Zoom üzerinden gerçekleşecek etkinlik ilgilenen herkesin katılımına açıktır.
Özet: One of the biggest challenges in video processing is scene understanding. It is a critical problem in computer vision because it can play an important role in many applications (e.g., in automatic driving, surveillance video processing, sports analysis, and robot navigation). Majority of these systems, pedestrians can be the main focus in the scene, which makes it to lead the problems of detecting and tracking them using different algorithms. The process of object tracking involves consistently identifying each instance across frames depending on initial set of object detection(s). Moreover, in multiple object tracking (MOT), the process through tracking-by-detection paradigm consists of performing two common steps consecutively, which are detection and data association. In MOT, it is targeted to associate detections across frames by localizing and identifying all objects of interest. MOT algorithms further keep tracking even the most challenging issues such as revisiting the same view, missing detections, occlusion and temporarily unseen objects, same-appearance objects coexisting in the same frame occur. Hence, re-identification (re-id) appears to be the most powerful tool for assigning the correct identities to each individual instance when the aforementioned issues arise. A typical MOT algorithm takes consecutive frames of a video as inputs, then detects the objects and mark each one with its characteristics like bounding-box (bbx) and tracking ID.

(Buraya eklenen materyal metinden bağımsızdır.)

//! User route handlers.

use axum::{
    Json,
    extract::{Path, Query, State, rejection::JsonRejection},
};
use serde::Deserialize;
use serde_json::Value;
use tracing::instrument;

use taskboard_core::validate::rules::{UserDraft, search_term};
use taskboard_core::{NewUser, User, UserId};

use crate::db::UserKey;
use crate::envelope::Envelope;
use crate::error::{ApiError, Result};
use crate::services::{existence, password};
use crate::state::AppState;

/// Ids of deletable users must start with this character.
const DELETABLE_PREFIX: char = 'f';

/// Query parameters for `GET /users/search`.
#[derive(Debug, Deserialize)]
pub struct SearchQuery {
    pub q: Option<String>,
}

/// List every user.
#[instrument(skip_all)]
pub async fn list(State(state): State<AppState>) -> Result<Envelope<Vec<User>>> {
    let users = state.store().list_users().await?;
    tracing::debug!(count = users.len(), "listed users");
    Ok(Envelope::ok("registered users", users))
}

/// Search users by a case-insensitive substring of their name.
///
/// An empty or missing `q` is a validation error; no match is an empty list.
#[instrument(skip_all, fields(q = ?query.q))]
pub async fn search(
    State(state): State<AppState>,
    Query(query): Query<SearchQuery>,
) -> Result<Envelope<Vec<User>>> {
    let term = search_term(query.q.as_deref())?;
    let users = state.store().search_users_by_name(term).await?;
    Ok(Envelope::ok("search result", users))
}

/// Get a user by id.
#[instrument(skip_all, fields(user_id = %id))]
pub async fn show(
    State(state): State<AppState>,
    Path(id): Path<String>,
) -> Result<Envelope<User>> {
    let user = existence::require_user(state.store(), &UserId::new(id)).await?;
    Ok(Envelope::ok("found user", user))
}

/// Create a user.
///
/// Validates `id`, `name`, `email`, `password` in that order, then requires
/// both `id` and `email` to be unused before inserting.
#[instrument(skip_all, fields(user_id = tracing::field::Empty))]
pub async fn create(
    State(state): State<AppState>,
    payload: std::result::Result<Json<Value>, JsonRejection>,
) -> Result<Envelope<User>> {
    let body = super::json_object(payload)?;
    let draft = UserDraft::from_object(&body)?;
    tracing::Span::current().record("user_id", draft.id.as_str());

    let store = state.store();
    existence::ensure_user_absent(store, UserKey::Id(&draft.id)).await?;
    existence::ensure_user_absent(store, UserKey::Email(&draft.email)).await?;

    let new_user = NewUser {
        password_hash: password::hash_password(&draft.password)?,
        id: draft.id,
        name: draft.name,
        email: draft.email,
    };
    let user = store.insert_user(&new_user).await?;

    tracing::info!(user_id = %user.id, "user created");
    Ok(Envelope::created("created user", user))
}

/// Delete a user.
///
/// Only ids starting with `f` may be deleted; any other id is answered as
/// not found whether or not the user exists.
#[instrument(skip_all, fields(user_id = %id))]
pub async fn delete(
    State(state): State<AppState>,
    Path(id): Path<String>,
) -> Result<Envelope<User>> {
    let id = UserId::new(id);
    if !id.starts_with_char(DELETABLE_PREFIX) {
        return Err(ApiError::AccessRule(format!(
            "user '{id}' cannot be deleted: only ids starting with '{DELETABLE_PREFIX}' can be deleted"
        )));
    }

    let store = state.store();
    let user = existence::require_user(store, &id).await?;
    if !store.delete_user(&id).await? {
        return Err(ApiError::NotFound(format!("no user with id '{id}' exists")));
    }

    tracing::info!(user_id = %id, "user deleted");
    Ok(Envelope::ok("deleted user", user))
}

Konuşmacı Hakkında: Dr. Ertugrul Bayraktar is an Assistant Professor at the Dept. of Mechatronics. Eng. in Yildiz Technical University and former postdoc researcher at the Italian Institute of Technology, who holds a B.S degree from Yildiz Technical University Mechanical Engineering and M.Sc. degrees from both Kadir Has University Finance Engineering and Istanbul Technical University Mechatronics Engineering consecutively. Dr. Bayraktar completed his Ph.D. at Istanbul Technical University Mechatronics Engineering. During his graduate studies, he worked as a research assistant at Istanbul Technical University Mechatronics Education and Research Center. His primary research field is semantic scene understanding using visual information. He particularly interests in dexterous robotic control and motion planning. His recent studies mainly focused on multi-object tracking and object re-identification in wild scenes as well as visual defect detection for quality inspection. Dr. Bayraktar regularly reviews for ISPRS Journal of Photogrammetry and Remote Sensing, IEEE Transactions on Mechatronics, IEEE Transactions on Automation Science and Engineering, IEEE Transactions on Geoscience and Remote Sensing, IEEE Access, Machine Vision and Applications, IEEE Journal of Selected Topics in Applied Earth Observations and Remote Sensing, International Conference on Pattern Recognition (ICPR) and IEEE Intelligent Robots and Systems (IROS).